We just launched a new website at Awecomm to promote a new service offering. It’s a complex service, so we wanted to get as much supporting material as possible onto the site. One of the elements is a PowerPoint slide show that we walk prospective customers through.

Largely inspired by the Google’s Adwords Professional learning center (done in Macromedia Breeze), I set off to create a presentation that I could add to the site with an audio track on top of it. I wasn’t positive that I’d be happy with the outcome, so springing for Acrobat Connect was my last-resort.

With regards to the entire process, working with the SlideShare interface was definitely the easiest part.

I started by opening Word and PowerPoint and writing a script for each slide. I then recorded the audio using a hand-held recorder that let me easily transfer the audio to my computer via USB (the files end up in the WMA format). Once I felt comfortable with all of my audio files (they probably took three or four takes a piece to get right), I stitched them together into one big MP3 and got rid of any start/stop noises using Audacity.

Once I had my material set, I uploaded the slide show to SlideShare, and uploaded my audio to one of our webservers.

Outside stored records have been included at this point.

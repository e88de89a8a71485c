// SPDX-License-Identifier: BUSL-1.1
// Copyright (c) 2026 Alfred Jean LLC

//! Tree differ: the add/remove sets that turn one snapshot into another.
//!
//! Both snapshots are sorted into canonical order and merged in a single
//! pass. Output lists are directory-collapsed: an entry beneath a directory
//! that was just emitted to the same list is implied and skipped. Callers
//! that need every file (the upload pipeline) re-walk collapsed directories.

use std::cmp::Ordering;

use serde::{Deserialize, Serialize};

use crate::snapshot::{compare_paths, DirEntry, DirectorySnapshot};

/// Entries to create/overwrite and entries to delete.
#[derive(Debug, Clone, Default, PartialEq, Eq, Serialize, Deserialize)]
pub struct DiffResult {
    pub add: Vec<DirEntry>,
    pub remove: Vec<DirEntry>,
}

impl DiffResult {
    pub fn is_empty(&self) -> bool {
        self.add.is_empty() && self.remove.is_empty()
    }

    pub fn add_paths(&self) -> Vec<String> {
        self.add.iter().map(|e| e.path.clone()).collect()
    }

    pub fn remove_paths(&self) -> Vec<String> {
        self.remove.iter().map(|e| e.path.clone()).collect()
    }
}

/// Compute what must change for a tree described by `have` to match `want`.
///
/// - same path, file/dir type differs: `have` to remove, `want` to add
/// - same path, both files, hashes differ: `want` to add (the upload overwrites)
/// - path only in `want`: add
/// - path only in `have`: remove
pub fn diff(have: &DirectorySnapshot, want: &DirectorySnapshot) -> DiffResult {
    let have = have.clone().sorted();
    let want = want.clone().sorted();
    let (have, want) = (have.entries(), want.entries());

    let mut result = DiffResult::default();
    let (mut h, mut w) = (0, 0);

    while h < have.len() && w < want.len() {
        let (ours, theirs) = (&have[h], &want[w]);
        match compare_paths(&ours.path, &theirs.path) {
            Ordering::Equal => {
                if ours.is_dir != theirs.is_dir {
                    push_collapsed(&mut result.remove, ours);
                    push_collapsed(&mut result.add, theirs);
                } else if !ours.is_dir && ours.hash != theirs.hash {
                    push_collapsed(&mut result.add, theirs);
                }
                h += 1;
                w += 1;
            }
            Ordering::Greater => {
                push_collapsed(&mut result.add, theirs);
                w += 1;
            }
            Ordering::Less => {
                push_collapsed(&mut result.remove, ours);
                h += 1;
            }
        }
    }

    for entry in &want[w..] {
        push_collapsed(&mut result.add, entry);
    }
    for entry in &have[h..] {
        push_collapsed(&mut result.remove, entry);
    }

    result
}

/// Append unless the last entry is a directory that already covers `entry`.
fn push_collapsed(list: &mut Vec<DirEntry>, entry: &DirEntry) {
    if let Some(last) = list.last() {
        if entry.is_within(last) {
            return;
        }
    }
    list.push(entry.clone());
}

#[cfg(test)]
#[path = "diff_tests.rs"]
mod tests;
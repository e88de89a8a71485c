// SPDX-License-Identifier: BUSL-1.1
// Copyright (c) 2026 Alfred Jean LLC

//! Error type that carries a process exit code.
//!
//! Commands return `ExitError` instead of calling `std::process::exit()`
//! so `main()` owns process termination.

use std::fmt;

/// Compile errors exit with this code so scripts can tell them apart.
pub const EXIT_COMPILE_FAILED: i32 = 2;

#[derive(Debug)]
pub struct ExitError {
    pub code: i32,
    pub message: String,
}

impl ExitError {
    pub fn new(code: i32, message: impl Into<String>) -> Self {
        Self { code, message: message.into() }
    }

    pub fn compile_failed(message: impl Into<String>) -> Self {
        Self::new(EXIT_COMPILE_FAILED, message)
    }
}

impl fmt::Display for ExitError {
    fn fmt(&self, f: &mut fmt::Formatter<'_>) -> fmt::Result {
        write!(f, "{}", self.message)
    }
}

impl std::error::Error for ExitError {}
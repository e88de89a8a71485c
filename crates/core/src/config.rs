// SPDX-License-Identifier: BUSL-1.1
// Copyright (c) 2026 Alfred Jean LLC

//! Application config (`hotpush.toml`).
//!
//! The client sends the file verbatim; the daemon parses it to pick a
//! toolchain and the environment for the running app.

use indexmap::IndexMap;
use serde::{Deserialize, Serialize};
use thiserror::Error;

/// Runtimes the daemon knows how to compile.
pub const SUPPORTED_RUNTIMES: &[&str] = &["go", "custom"];

/// Errors from parsing or validating an application config
#[derive(Debug, Error)]
pub enum ConfigError {
    #[error("could not parse config: {0}")]
    Parse(#[from] toml::de::Error),
    #[error("missing config")]
    Empty,
    #[error("missing runtime")]
    MissingRuntime,
    #[error("unsupported runtime '{0}' (expected one of: go, custom)")]
    UnsupportedRuntime(String),
    #[error("runtime 'custom' requires a [build] section")]
    MissingBuild,
    #[error("[build] command must not be empty")]
    EmptyBuildCommand,
    #[error("[build] artifact must not be empty")]
    EmptyArtifact,
}

/// Parsed application config.
#[derive(Debug, Clone, Default, PartialEq, Eq, Serialize, Deserialize)]
pub struct AppConfig {
    /// Toolchain name (`go` or `custom`)
    #[serde(default)]
    pub runtime: String,
    /// VM type; informational, reported in status
    #[serde(default, skip_serializing_if = "Option::is_none")]
    pub vm: Option<String>,
    /// Extra environment for the running app, in declaration order
    #[serde(default, skip_serializing_if = "IndexMap::is_empty")]
    pub env_variables: IndexMap<String, String>,
    /// Compile command for the `custom` runtime
    #[serde(default, skip_serializing_if = "Option::is_none")]
    pub build: Option<BuildSection>,
}

/// `[build]` section for the `custom` runtime.
#[derive(Debug, Clone, PartialEq, Eq, Serialize, Deserialize)]
pub struct BuildSection {
    /// Program and arguments, run in the working directory
    pub command: Vec<String>,
    /// Path of the produced executable, relative to the working directory
    pub artifact: String,
    /// Directory exposed to the app via `LD_LIBRARY_PATH`
    #[serde(default = "default_library_dir")]
    pub library_dir: String,
}

fn default_library_dir() -> String {
    "lib".to_string()
}

impl AppConfig {
    /// Parse and validate config text.
    pub fn parse(text: &str) -> Result<Self, ConfigError> {
        if text.trim().is_empty() {
            return Err(ConfigError::Empty);
        }
        let config: AppConfig = toml::from_str(text)?;
        config.validate()?;
        Ok(config)
    }

    pub fn validate(&self) -> Result<(), ConfigError> {
        if self.runtime.is_empty() {
            return Err(ConfigError::MissingRuntime);
        }
        if !SUPPORTED_RUNTIMES.contains(&self.runtime.as_str()) {
            return Err(ConfigError::UnsupportedRuntime(self.runtime.clone()));
        }
        if self.runtime == "custom" {
            let build = self.build.as_ref().ok_or(ConfigError::MissingBuild)?;
            if !matches!(build.command.first(), Some(program) if !program.is_empty()) {
                return Err(ConfigError::EmptyBuildCommand);
            }
            if build.artifact.is_empty() {
                return Err(ConfigError::EmptyArtifact);
            }
        }
        Ok(())
    }
}

#[cfg(test)]
#[path = "config_tests.rs"]
mod tests;
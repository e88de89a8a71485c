// SPDX-License-Identifier: BUSL-1.1
// Copyright (c) 2026 Alfred Jean LLC

use axum::routing::{get, post};
use hp_core::{AppConfig, BuildId};

use crate::build::BuildRecord;
use crate::slot::NO_APP_MESSAGE;

use super::*;

struct Fixture {
    _dir: tempfile::TempDir,
    slot: Arc<BuildSlot>,
    base: String,
    client: reqwest::Client,
    cancel: CancellationToken,
}

impl Fixture {
    async fn new() -> Self {
        let dir = tempfile::tempdir().unwrap();
        let slot = Arc::new(BuildSlot::new(dir.path().join("app")));
        let listener = TcpListener::bind("127.0.0.1:0").await.unwrap();
        let proxy = Proxy::new(listener, Arc::clone(&slot)).unwrap();
        let base = format!("http://{}", proxy.local_addr().unwrap());
        let cancel = CancellationToken::new();
        tokio::spawn(proxy.run(cancel.clone()));
        let client = reqwest::Client::builder().no_proxy().build().unwrap();
        Self { _dir: dir, slot, base, client, cancel }
    }

    /// Pretend an app is running at `address`.
    async fn running_at(&self, address: &str) {
        let config = AppConfig { runtime: "go".to_string(), ..Default::default() };
        let mut record =
            BuildRecord::new(BuildId::new(), self.slot.work_dir().to_path_buf(), config).unwrap();
        record.force_running(address);
        self.slot.install(record).await;
    }

    async fn get(&self, path: &str) -> reqwest::Response {
        self.client.get(format!("{}{}", self.base, path)).send().await.unwrap()
    }
}

impl Drop for Fixture {
    fn drop(&mut self) {
        self.cancel.cancel();
    }
}

/// Stand-in app: greets on `/hello`, echoes POST bodies on `/echo`.
async fn stand_in_app() -> String {
    let app = Router::new()
        .route("/hello", get(|| async { ([("x-app", "stand-in")], "hello from app") }))
        .route("/echo", post(|body: String| async move { format!("echo: {body}") }));
    let listener = TcpListener::bind("127.0.0.1:0").await.unwrap();
    let addr = listener.local_addr().unwrap().to_string();
    tokio::spawn(async move { axum::serve(listener, app).await.unwrap() });
    addr
}

fn version_of(response: &reqwest::Response) -> Option<&str> {
    response.headers().get(VERSION_HEADER).and_then(|v| v.to_str().ok())
}

#[tokio::test]
async fn no_build_answers_503_with_version() {
    let fx = Fixture::new().await;
    let response = fx.get("/").await;

    assert_eq!(response.status(), reqwest::StatusCode::SERVICE_UNAVAILABLE);
    assert_eq!(version_of(&response), Some(PROTOCOL_VERSION));
    assert_eq!(
        response.headers().get("content-type").unwrap(),
        "text/plain; charset=utf-8"
    );
    assert_eq!(response.text().await.unwrap(), NO_APP_MESSAGE);
}

#[tokio::test]
async fn forwarded_response_keeps_app_headers_and_gains_version() {
    let app = stand_in_app().await;
    let fx = Fixture::new().await;
    fx.running_at(&app).await;

    let response = fx.get("/hello").await;

    assert_eq!(response.status(), reqwest::StatusCode::OK);
    assert_eq!(version_of(&response), Some(PROTOCOL_VERSION));
    assert_eq!(response.headers().get("x-app").unwrap(), "stand-in");
    assert_eq!(response.text().await.unwrap(), "hello from app");
}

#[tokio::test]
async fn request_body_reaches_the_app() {
    let app = stand_in_app().await;
    let fx = Fixture::new().await;
    fx.running_at(&app).await;

    let response =
        fx.client.post(format!("{}/echo", fx.base)).body("ping").send().await.unwrap();

    assert_eq!(response.text().await.unwrap(), "echo: ping");
}

#[tokio::test]
async fn app_status_codes_pass_through() {
    let app = stand_in_app().await;
    let fx = Fixture::new().await;
    fx.running_at(&app).await;

    let response = fx.get("/missing").await;

    assert_eq!(response.status(), reqwest::StatusCode::NOT_FOUND);
    assert_eq!(version_of(&response), Some(PROTOCOL_VERSION));
}

#[tokio::test]
async fn routing_is_decided_per_request_on_a_kept_alive_connection() {
    let app = stand_in_app().await;
    let fx = Fixture::new().await;

    // The client pools connections, so both requests share one socket
    let before = fx.get("/hello").await;
    assert_eq!(before.status(), reqwest::StatusCode::SERVICE_UNAVAILABLE);
    before.text().await.unwrap();

    fx.running_at(&app).await;
    let after = fx.get("/hello").await;
    assert_eq!(after.status(), reqwest::StatusCode::OK);
    assert_eq!(after.text().await.unwrap(), "hello from app");
}

#[tokio::test]
async fn unreachable_app_answers_502() {
    let closed = TcpListener::bind("127.0.0.1:0").await.unwrap().local_addr().unwrap();
    let fx = Fixture::new().await;
    fx.running_at(&closed.to_string()).await;

    let response = fx.get("/").await;

    assert_eq!(response.status(), reqwest::StatusCode::BAD_GATEWAY);
    assert_eq!(version_of(&response), Some(PROTOCOL_VERSION));
    assert!(response.text().await.unwrap().contains("could not reach app"));
}

#[test]
fn hop_by_hop_headers_are_stripped() {
    let mut headers = HeaderMap::new();
    headers.insert(header::CONNECTION, HeaderValue::from_static("keep-alive"));
    headers.insert(header::TRANSFER_ENCODING, HeaderValue::from_static("chunked"));
    headers.insert("keep-alive", HeaderValue::from_static("timeout=5"));
    headers.insert(header::CONTENT_TYPE, HeaderValue::from_static("text/html"));

    strip_hop_by_hop(&mut headers);

    assert_eq!(headers.len(), 1);
    assert!(headers.contains_key(header::CONTENT_TYPE));
}
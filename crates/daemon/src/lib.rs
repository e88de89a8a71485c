// SPDX-License-Identifier: BUSL-1.1
// Copyright (c) 2026 Alfred Jean LLC

//! hotpush daemon library
//!
//! Owns the working directory and the single build slot, and serves the
//! control protocol and the public traffic proxy.

// Allow panic!/unwrap/expect in test code
#![cfg_attr(test, allow(clippy::panic))]
#![cfg_attr(test, allow(clippy::unwrap_used))]
#![cfg_attr(test, allow(clippy::expect_used))]

pub mod build;
pub mod env;
pub mod lifecycle;
pub mod listener;
pub mod logging;
pub mod proxy;
pub mod slot;
pub mod workdir;

pub use build::{BuildError, BuildRecord};
pub use lifecycle::{serve, startup, Config, LifecycleError, StartupResult};
pub use slot::{BuildSlot, Forward, SlotError};
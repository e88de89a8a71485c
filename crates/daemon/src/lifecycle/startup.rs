// SPDX-License-Identifier: BUSL-1.1
// Copyright (c) 2026 Alfred Jean LLC

//! Daemon startup and initialization logic.

use std::io::Write;
use std::sync::Arc;

use fs2::FileExt;
use tokio::net::TcpListener;
use tracing::info;

use crate::proxy::Proxy;
use crate::slot::BuildSlot;

use super::{Config, DaemonState, LifecycleError, StartupResult};

/// Start the daemon
pub async fn startup(config: &Config) -> Result<StartupResult, LifecycleError> {
    match startup_inner(config).await {
        Ok(result) => Ok(result),
        Err(e) => {
            // Don't clean up if we failed to acquire the lock:
            // the PID file belongs to the already-running daemon.
            if !matches!(e, LifecycleError::LockFailed(_)) {
                cleanup_on_failure(config);
            }
            Err(e)
        }
    }
}

/// Inner startup logic - cleanup_on_failure called if this fails
async fn startup_inner(config: &Config) -> Result<StartupResult, LifecycleError> {
    // 1. Create state directory
    std::fs::create_dir_all(&config.state_dir)?;

    // 2. Acquire lock file FIRST - prevents races
    // Open without truncating so a running daemon's PID survives a failed attempt.
    let lock_file = std::fs::OpenOptions::new()
        .write(true)
        .create(true)
        .truncate(false)
        .open(&config.lock_path)?;
    lock_file.try_lock_exclusive().map_err(LifecycleError::LockFailed)?;

    let mut lock_file = lock_file;
    lock_file.set_len(0)?;
    writeln!(lock_file, "{}", std::process::id())?;
    let lock_file = lock_file;

    // 3. Working directory persists across restarts; an unchanged tree needs no re-upload
    std::fs::create_dir_all(&config.work_dir)?;

    // 4. Bind listeners (LAST - only after all validation passes)
    let control = bind(&config.control_addr).await?;
    let slot = Arc::new(BuildSlot::new(config.work_dir.clone()));
    let proxy = Proxy::new(bind(&config.proxy_addr).await?, Arc::clone(&slot))?;
    info!(
        control = %control.local_addr()?,
        proxy = %proxy.local_addr()?,
        work_dir = %config.work_dir.display(),
        "daemon listening"
    );

    let daemon = DaemonState { config: config.clone(), lock_file, slot };
    Ok(StartupResult { daemon, control, proxy })
}

async fn bind(addr: &str) -> Result<TcpListener, LifecycleError> {
    TcpListener::bind(addr).await.map_err(|e| LifecycleError::BindFailed(addr.to_string(), e))
}

/// Clean up resources on startup failure
fn cleanup_on_failure(config: &Config) {
    if config.lock_path.exists() {
        let _ = std::fs::remove_file(&config.lock_path);
    }
}

#[cfg(test)]
#[path = "startup_tests.rs"]
mod tests;
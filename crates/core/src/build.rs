// SPDX-License-Identifier: BUSL-1.1
// Copyright (c) 2026 Alfred Jean LLC

//! Build identity and lifecycle state.
//!
//! A build is one create → upload → compile → run cycle in the daemon's
//! single build slot. The state machine itself lives in the daemon; this
//! module only defines the vocabulary shared with clients.

use serde::{Deserialize, Serialize};

crate::define_id! {
    /// Unique identifier for a build.
    ///
    /// Allocated fresh on every create request, even though the working
    /// directory is reused across builds.
    pub struct BuildId("bld-");
}

/// Lifecycle state of a build.
#[derive(Debug, Clone, Copy, Default, PartialEq, Eq, Serialize, Deserialize)]
#[serde(rename_all = "snake_case")]
pub enum BuildState {
    /// Allocated, working directory already matches the client tree
    #[default]
    Created,
    /// Allocated, waiting for the client to upload needed files
    Fetching,
    /// Compiler is running
    Building,
    /// Compiled artifact is ready to start
    Built,
    /// Artifact process was spawned
    Running,
    /// Process was killed or exited on its own
    Stopped,
}

impl BuildState {
    /// True when a compile may be attempted from this state.
    pub fn can_build(&self) -> bool {
        matches!(self, BuildState::Created | BuildState::Fetching | BuildState::Built)
    }
}

crate::simple_display! {
    BuildState {
        Created => "created",
        Fetching => "fetching",
        Building => "building",
        Built => "built",
        Running => "running",
        Stopped => "stopped",
    }
}

#[cfg(test)]
#[path = "build_tests.rs"]
mod tests;
impl WatchManager {
    pub fn new(inotify: Arc<Inotify>) -> WatchManager {
        WatchManager {
            inotify,
            state: Mutex::new(WatchState::default()),
        }
    }

    /// Watches `path` and every non-symlink subdirectory reachable from it,
    /// then installs a link watch for every symlink encountered on the walk.
    pub fn add_tree(&self, path: &Path, mask: u32) -> Result<(), WatchError> {
        let mut links = Vec::new();
        {
            let mut state = lock_or_recover(&self.state);
            if self.add_watch_locked(&mut state, path, mask)?.is_none() {
                return Ok(());
            }
            let mut stack = vec![path.to_path_buf()];
            while let Some(dir) = stack.pop() {
                let entries = match fs::read_dir(&dir) {
                    Ok(entries) => entries,
                    Err(err) => {
                        warn!("cannot walk {}: {err}", dir.display());
                        continue;
                    }
                };
                for entry in entries.flatten() {
                    let file_type = match entry.file_type() {
                        Ok(t) => t,
                        Err(_) => continue,
                    };
                    let child = entry.path();
                    if file_type.is_symlink() {
                        links.push(child);
                    } else if file_type.is_dir()
                        && self.add_watch_locked(&mut state, &child, mask)?.is_some()
                    {
                        stack.push(child);
                    }
                }
            }
        }
        for link in links {
            self.add_link(&link, mask)?;
        }
        Ok(())
    }

    /// Watches a directory discovered at runtime (created, or moved into the
    /// tree). An `EEXIST` here can mean the watch moved with a directory
    /// rename: if the event's originating wd has a `MOVED_FROM` child
    /// recorded in scratch, the new path is committed there, to be applied
    /// when the matching `MOVE_SELF`/`IGNORED` arrives. Any other `EEXIST`
    /// is a benign redundant add.
    pub fn add_child_watch(
        &self,
        path: &Path,
        mask: u32,
        origin_wd: i32,
    ) -> Result<(), WatchError> {
        let added = {
            let mut state = lock_or_recover(&self.state);
            match self.inotify.add_watch(path, mask | libc::IN_MASK_CREATE) {
                Ok(wd) => {
                    state.path_by_wd.insert(wd, path.to_path_buf());
                    state.wd_by_path.insert(path.to_path_buf(), wd);
                    true
                }
                Err(err) if errno_of(&err) == Some(Errno::EEXIST) => {
                    let pending_child = state
                        .scratch_by_wd
                        .get(&origin_wd)
                        .and_then(|scratch| scratch.child_wd);
                    match pending_child {
                        Some(child_wd) => {
                            debug!(
                                "watch for {} travels with wd {child_wd}",
                                path.display()
                            );
                            state
                                .scratch_by_wd
                                .entry(child_wd)
                                .or_default()
                                .to_path = Some(path.to_path_buf());
                        }
                        None => debug!("already watching {}", path.display()),
                    }
                    false
                }
                Err(err) if is_expected_watch_error(&err) => {
                    warn!("skipping watch on {}: {err}", path.display());
                    false
                }
                Err(err) => {
                    return Err(WatchError::Add {
                        path: path.to_path_buf(),
                        source: err,
                    })
                }
            }
        };
        if added {
            // The directory may already have children (mkdir -p, a tree
            // moved in from outside). Walk it like any other root.
            self.add_tree(path, mask)?;
        }
        Ok(())
    }

    /// Tears down `wd` and every currently known descendant watch.
    pub fn remove_tree(&self, wd: i32) {
        let mut state = lock_or_recover(&self.state);
        self.remove_tree_locked(&mut state, wd);
    }

    /// Dereferences one level of symlink; if the target is a directory, the
    /// target gets a shared tree watch whose lifetime is the longest link
    /// holder plus an optional direct watch. Cycles terminate because an
    /// already-linked target is never followed again.
    pub fn add_link(&self, link: &Path, mask: u32) -> Result<(), WatchError> {
        let target = match fs::read_link(link) {
            Ok(target) if target.is_absolute() => target,
            Ok(target) => link.parent().unwrap_or(Path::new("")).join(target),
            Err(err) => {
                warn!("cannot resolve link {}: {err}", link.display());
                return Ok(());
            }
        };
        match fs::metadata(&target) {
            Ok(meta) if meta.is_dir() => {}
            _ => return Ok(()),
        }

        let needs_tree = {
            let mut state = lock_or_recover(&self.state);
            if state.target_by_link.contains_key(link) {
                return Ok(());
            }
            let first = !state.links_by_target.contains_key(&target);
            let watched_directly = state.wd_by_path.contains_key(&target);
            let holders = state.links_by_target.entry(target.clone()).or_default();
            if first && watched_directly {
                holders.insert(None);
            }
            holders.insert(Some(link.to_path_buf()));
            state
                .target_by_link
                .insert(link.to_path_buf(), target.clone());
            first && !watched_directly
        };
        if needs_tree {
            debug!("link {} -> {}", link.display(), target.display());
            self.add_tree(&target, mask)?;
        }
        Ok(())
    }

    /// Drops a link; the target watch survives while other links or the
    /// direct-watch sentinel still hold it.
    pub fn remove_link(&self, link: &Path) {
        let mut state = lock_or_recover(&self.state);
        let Some(target) = state.target_by_link.remove(link) else {
            return;
        };
        let drop_target = match state.links_by_target.get_mut(&target) {
            Some(holders) => {
                holders.remove(&Some(link.to_path_buf()));
                holders.is_empty()
            }
            None => false,
        };
        if drop_target {
            state.links_by_target.remove(&target);
            if let Some(&wd) = state.wd_by_path.get(&target) {
                self.remove_tree_locked(&mut state, wd);
            }
        }
    }

    /// Whether `path` is a known symlink alias.
    pub fn is_link(&self, path: &Path) -> bool {
        lock_or_recover(&self.state).target_by_link.contains_key(path)
    }

    /// Records the first half of a directory move: `MOVED_FROM` seen on
    /// `parent_wd` for a child that is itself watched.
    pub fn record_moved_from(&self, parent_wd: i32, child_path: &Path) {
        let mut state = lock_or_recover(&self.state);
        let Some(&child_wd) = state.wd_by_path.get(child_path) else {
            return;
        };
        state
            .scratch_by_wd
            .entry(parent_wd)
            .or_default()
            .child_wd = Some(child_wd);
        state
            .scratch_by_wd
            .entry(child_wd)
            .or_default()
            .parent_wd = Some(parent_wd);
    }

    /// Settles a pending move on `MOVE_SELF`/`IGNORED` for `wd`: rebases the
    /// whole subtree onto the committed destination, or unwatches it when no
    /// destination was recorded.
    pub fn finish_move(&self, wd: i32) -> MoveOutcome {
        let mut state = lock_or_recover(&self.state);
        let scratch = state.scratch_by_wd.remove(&wd).unwrap_or_default();
        if let Some(parent_wd) = scratch.parent_wd {
            if let Some(parent) = state.scratch_by_wd.get_mut(&parent_wd) {
                parent.child_wd = None;
            }
        }
        let Some(old) = state.path_by_wd.get(&wd).cloned() else {
            return MoveOutcome::Unknown;
        };
        match scratch.to_path {
            Some(new) => {
                let moved: Vec<(i32, PathBuf)> = state
                    .path_by_wd
                    .iter()
                    .filter(|(_, path)| path.starts_with(&old))
                    .map(|(&w, path)| (w, path.clone()))
                    .collect();
                for (w, path) in moved {
                    let rebased = match path.strip_prefix(&old) {
                        Ok(suffix) if suffix.as_os_str().is_empty() => new.clone(),
                        Ok(suffix) => new.join(suffix),
                        Err(_) => continue,
                    };
                    state.wd_by_path.remove(&path);
                    state.wd_by_path.insert(rebased.clone(), w);
                    state.path_by_wd.insert(w, rebased);
                }
                debug!("rebased {} -> {}", old.display(), new.display());
                MoveOutcome::Rebased { from: old, to: new }
            }
            None => {
                self.remove_tree_locked(&mut state, wd);
                MoveOutcome::Removed(old)
            }
        }
    }

    /// Overflow recovery: drop every watch, then rebuild from the roots.
    /// Events between the overflow and completion are lost by design.
    pub fn rescan(&self, roots: &[PathBuf], mask: u32) -> Result<(), WatchError> {
        {
            let mut state = lock_or_recover(&self.state);
            for (&wd, _) in state.path_by_wd.iter() {
                let _ = self.inotify.rm_watch(wd);
            }
            *state = WatchState::default();
        }
        for root in roots {
            self.add_tree(root, mask)?;
        }
        Ok(())
    }

    /// Alternative spellings of `path` reachable through known symlinks,
    /// used by route matching.
    pub fn resolve_aliases(&self, path: &Path) -> Vec<PathBuf> {
        let state = lock_or_recover(&self.state);
        let mut aliases = Vec::new();
        for (link, target) in &state.target_by_link {
            if let Ok(suffix) = path.strip_prefix(target) {
                aliases.push(if suffix.as_os_str().is_empty() {
                    link.clone()
                } else {
                    link.join(suffix)
                });
            }
        }
        aliases
    }

    pub fn path_for_wd(&self, wd: i32) -> Option<PathBuf> {
        lock_or_recover(&self.state).path_by_wd.get(&wd).cloned()
    }

    pub fn wd_for_path(&self, path: &Path) -> Option<i32> {
        lock_or_recover(&self.state).wd_by_path.get(path).copied()
    }

    pub fn watch_count(&self) -> usize {
        lock_or_recover(&self.state).path_by_wd.len()
    }

    /// Both maps agree in both directions. Holds at every quiescent point.
    pub fn bijection_holds(&self) -> bool {
        let state = lock_or_recover(&self.state);
        state.path_by_wd.len() == state.wd_by_path.len()
            && state
                .path_by_wd
                .iter()
                .all(|(wd, path)| state.wd_by_path.get(path) == Some(wd))
    }

    fn add_watch_locked(
        &self,
        state: &mut WatchState,
        path: &Path,
        mask: u32,
    ) -> Result<Option<i32>, WatchError> {
        match self.inotify.add_watch(path, mask | libc::IN_MASK_CREATE) {
            Ok(wd) => {
                state.path_by_wd.insert(wd, path.to_path_buf());
                state.wd_by_path.insert(path.to_path_buf(), wd);
                Ok(Some(wd))
            }
            Err(err) if errno_of(&err) == Some(Errno::EEXIST) => {
                Ok(state.wd_by_path.get(path).copied())
            }
            Err(err) if is_expected_watch_error(&err) => {
                warn!("skipping watch on {}: {err}", path.display());
                Ok(None)
            }
            Err(err) => Err(WatchError::Add {
                path: path.to_path_buf(),
                source: err,
            }),
        }
    }

    fn remove_tree_locked(&self, state: &mut WatchState, wd: i32) {
        let Some(root) = state.path_by_wd.get(&wd).cloned() else {
            return;
        };
        let doomed: Vec<(i32, PathBuf)> = state
            .path_by_wd
            .iter()
            .filter(|(_, path)| path.starts_with(&root))
            .map(|(&w, path)| (w, path.clone()))
            .collect();
        for (w, path) in doomed {
            let _ = self.inotify.rm_watch(w);
            state.path_by_wd.remove(&w);
            state.wd_by_path.remove(&path);
            state.scratch_by_wd.remove(&w);
        }
    }
}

Once SlideShare is done processing the PowerPoint, you simply enter the address of your audio (e.g. http://www.yourcompany.com/audio.mp3), and it merges the two.

Now this is the fun part, and where it all comes together. You use their extremely well-developed interface to tell it when the presentation should move to the next slide. Basically it plays the audio for you, and you tell it when the next slide should start. Kudos to the developers that created this interface; it couldn’t be easier to work with.

If you want to see the final product, check out the embedded presentation on our website (we did some cool AJAX stuff to present it), or view it on the SlideShare.net website.

The Good:

  • The price is right.
  • The embed option makes it easy to add the presentation to your website or blog.
  • Adding audio to the presentation is extremely easy.

The Bad:

  • They don’t yet support PowerPoint 2007, and things can look strange if you convert your PPT 2007 document to a PowerPoint 2003 compatible document.
  • Some minor UI hickups. The interface doesn’t always provide the greatest feedback, and sometimes after I uploaded a presentation, it would show up on some pages of the site, and not others. Be patient with it.